Set a function to fire every time the bot is given an invalid command.

  • callback Function in the form of function(invalidCommand, roomJid, fromName, callback)
    • invalidCommand The command the user tried to use
    • roomJid The jid of the HipChat room
    • fromName The name of the HipChat user that messaged the bot
    • callback [optional] The actual function you want to fire in the form of callback(message)

Example:

hipbot.onInvalid(function(invalidCommand, roomJid, fromName, callback) {
    callback('"' + invalidCommand + '" is not a valid command');
});

Although there is a lot that you can do using commands, you may want your bot to do some things without being told. For example, wouldn't it be nice if your bot automatically told you when a new incident had been triggered in PagerDuty? To do this, you can use the onPing function.

Set function to fire when the bot pings (every 30 seconds).

  • key A string identifier for that function (needed if you want to pause it later)
  • callback A function that fires on ping

Pause a function from firing repeatedly.

  • key The string identifier for that function

Resume a function to start firing repeatedly.

  • key The string identifier for that function

Examples:

hipbot.onPing('incident-update', function() {
    pd.list('t', function(err, list) {
        if(err) {
            bot.sendMessage(responses.error, roomJid);
        } else {
            if(list.length != 0) {
                bot.sendMessage(list.length + 'triggered incidents.', roomJid);
            }
        }
    });
});
 
hipbot.onCommand('stop', function(body, roomJid, fromName, callback) {
    hipbot.pause('incident-update');
});
 
hipbot.onCommand('start', function(body, roomJid, fromName, callback) {
    hipbot.resume('incident-update');
});

Note: Currently, the ping time cannot be changed, but future plans are to make this time editable.

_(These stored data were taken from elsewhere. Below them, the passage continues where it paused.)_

//! SQL insert statement rendering

use crate::services::book_processor::{AuthorLink, EntityLink, ProcessedBook};

/// Render a SQL string literal, doubling embedded quotes
pub fn quote(value: &str) -> String {
    format!("'{}'", value.replace('\'', "''"))
}

fn quote_or_null(value: Option<&str>) -> String {
    value.map(quote).unwrap_or_else(|| "NULL".to_string())
}

/// Release year as a bare number when numeric, otherwise a literal
fn year_value(value: Option<&str>) -> String {
    match value.map(str::trim) {
        Some(year) if !year.is_empty() && year.chars().all(|c| c.is_ascii_digit()) => {
            year.to_string()
        }
        Some(year) if !year.is_empty() => quote(year),
        _ => "NULL".to_string(),
    }
}

/// Life year as a `'YYYY-01-01'` date literal
fn date_value(year: Option<&str>) -> String {
    match year {
        Some(y) if !y.is_empty() => quote(&format!("{}-01-01", y)),
        _ => "NULL".to_string(),
    }
}

fn publisher_row(publisher: &EntityLink) -> String {
    format!(
        "INSERT INTO publisher (id, pub_name) VALUES ({}, {});",
        publisher.id,
        quote(&publisher.name)
    )
}

fn author_row(link: &AuthorLink) -> String {
    format!(
        "INSERT INTO author (id, author_name, dob, dod) VALUES ({}, {}, {}, {});",
        link.id,
        quote(&link.author.name),
        date_value(link.author.birth_year.as_deref()),
        date_value(link.author.death_year.as_deref()),
    )
}

fn topic_row(topic: &EntityLink) -> String {
    format!(
        "INSERT INTO topic (id, topic_desc) VALUES ({}, {});",
        topic.id,
        quote(&topic.name)
    )
}

/// Statements for one book, in resolution order
///
/// Book row, then publisher, authors, genres and topics. A newly created
/// entity's row comes right before its link row.
pub fn render_book(book: &ProcessedBook) -> Vec<String> {
    let mut statements = Vec::new();
    let book_id = book.book_id;

    statements.push(format!(
        "INSERT INTO book (id, title, isbn, release_year) VALUES ({}, {}, {}, {});",
        book_id,
        quote_or_null(book.title.as_deref()),
        quote(&book.identifier),
        year_value(book.release_year.as_deref()),
    ));

    if let Some(publisher) = &book.publisher {
        if publisher.created {
            statements.push(publisher_row(publisher));
        }
        statements.push(format!(
            "INSERT INTO book_publisher (book_id, pub_id) VALUES ({}, {});",
            book_id, publisher.id
        ));
    }

    for link in &book.authors {
        if link.created {
            statements.push(author_row(link));
        }
        statements.push(format!(
            "INSERT INTO book_author (book_id, author_id) VALUES ({}, {});",
            book_id, link.id
        ));
    }

    for genre in &book.genres {
        statements.push(format!(
            "INSERT INTO book_genre (book_id, genre_ykl_id) VALUES ({}, {});",
            book_id,
            quote(genre.as_str())
        ));
    }

    for topic in &book.topics {
        if topic.created {
            statements.push(topic_row(topic));
        }
        statements.push(format!(
            "INSERT INTO book_topic (book_id, topic_id) VALUES ({}, {});",
            book_id, topic.id
        ));
    }

    statements
}

/// Rows for the entities a book created, without the book or its links
///
/// Used for a book abandoned part-way: its new entities are already on
/// file, so later runs will only ever link to them.
pub fn render_created_entities(book: &ProcessedBook) -> Vec<String> {
    let publisher = book
        .publisher
        .iter()
        .filter(|p| p.created)
        .map(publisher_row);
    let authors = book.authors.iter().filter(|a| a.created).map(author_row);
    let topics = book.topics.iter().filter(|t| t.created).map(topic_row);
    publisher.chain(authors).chain(topics).collect()
}

#[cfg(test)]
mod tests {
    use super::*;
    use crate::services::normalizer::AuthorName;
    use crate::store::GenreKey;

    fn sample_book() -> ProcessedBook {
        ProcessedBook {
            book_id: 7,
            identifier: "978-952-483-142-0".into(),
            title: Some("Kirjailijan 'päiväkirja'".into()),
            release_year: Some("2006".into()),
            publisher: Some(EntityLink {
                id: 3,
                name: "Like".into(),
                created: true,
            }),
            authors: vec![
                AuthorLink {
                    id: 1,
                    author: AuthorName {
                        name: "Leary, Timothy Francis".into(),
                        birth_year: Some("1920".into()),
                        death_year: Some("1996".into()),
                    },
                    created: true,
                },
                AuthorLink {
                    id: 2,
                    author: AuthorName {
                        name: "Ginsberg, Allen".into(),
                        birth_year: None,
                        death_year: None,
                    },
                    created: false,
                },
            ],
            genres: vec![GenreKey::Known("30.1".into()), GenreKey::Unknown],
            topics: vec![EntityLink {
                id: 4,
                name: "psykedelia".into(),
                created: false,
            }],
        }
    }

    #[test]
    fn test_render_order_and_shapes() {
        let statements = render_book(&sample_book());
        assert_eq!(
            statements,
            vec![
                "INSERT INTO book (id, title, isbn, release_year) VALUES (7, 'Kirjailijan ''päiväkirja''', '978-952-483-142-0', 2006);",
                "INSERT INTO publisher (id, pub_name) VALUES (3, 'Like');",
                "INSERT INTO book_publisher (book_id, pub_id) VALUES (7, 3);",
                "INSERT INTO author (id, author_name, dob, dod) VALUES (1, 'Leary, Timothy Francis', '1920-01-01', '1996-01-01');",
                "INSERT INTO book_author (book_id, author_id) VALUES (7, 1);",
                "INSERT INTO book_author (book_id, author_id) VALUES (7, 2);",
                "INSERT INTO book_genre (book_id, genre_ykl_id) VALUES (7, '30.1');",
                "INSERT INTO book_genre (book_id, genre_ykl_id) VALUES (7, '-1');",
                "INSERT INTO book_topic (book_id, topic_id) VALUES (7, 4);",
            ]
        );
    }

    #[test]
    fn test_pending_book_renders_nulls() {
        let book = ProcessedBook {
            book_id: 1,
            identifier: "0-914171-77-1".into(),
            title: None,
            release_year: None,
            publisher: None,
            authors: vec![],
            genres: vec![],
            topics: vec![],
        };
        assert_eq!(
            render_book(&book),
            vec!["INSERT INTO book (id, title, isbn, release_year) VALUES (1, NULL, '0-914171-77-1', NULL);"]
        );
    }

    #[test]
    fn test_non_numeric_year_is_quoted() {
        assert_eq!(year_value(Some("[2006]")), "'[2006]'");
        assert_eq!(year_value(Some(" 1999 ")), "1999");
        assert_eq!(year_value(Some("")), "NULL");
    }

    #[test]
    fn test_created_entities_only_for_abandoned_book() {
        let rows = render_created_entities(&sample_book());
        assert_eq!(
            rows,
            vec![
                "INSERT INTO publisher (id, pub_name) VALUES (3, 'Like');",
                "INSERT INTO author (id, author_name, dob, dod) VALUES (1, 'Leary, Timothy Francis', '1920-01-01', '1996-01-01');",
            ]
        );
    }
}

Also, keep in mind that PagerDuty offers webhooks for HipChat, which are designed to immediately ping HipChat rooms when incidents are triggered, acknowledged, or resolved in PagerDuty.

To learn how to create webhooks: Create A PagerDuty Webhook!

Well, now the rest is up to you. Hip-pager-bot provides a basic foundation, but there is a lot more that could be done with it. Get creative, see what you can come up with. Feel free to submit a pull request if you have an idea or an improvement.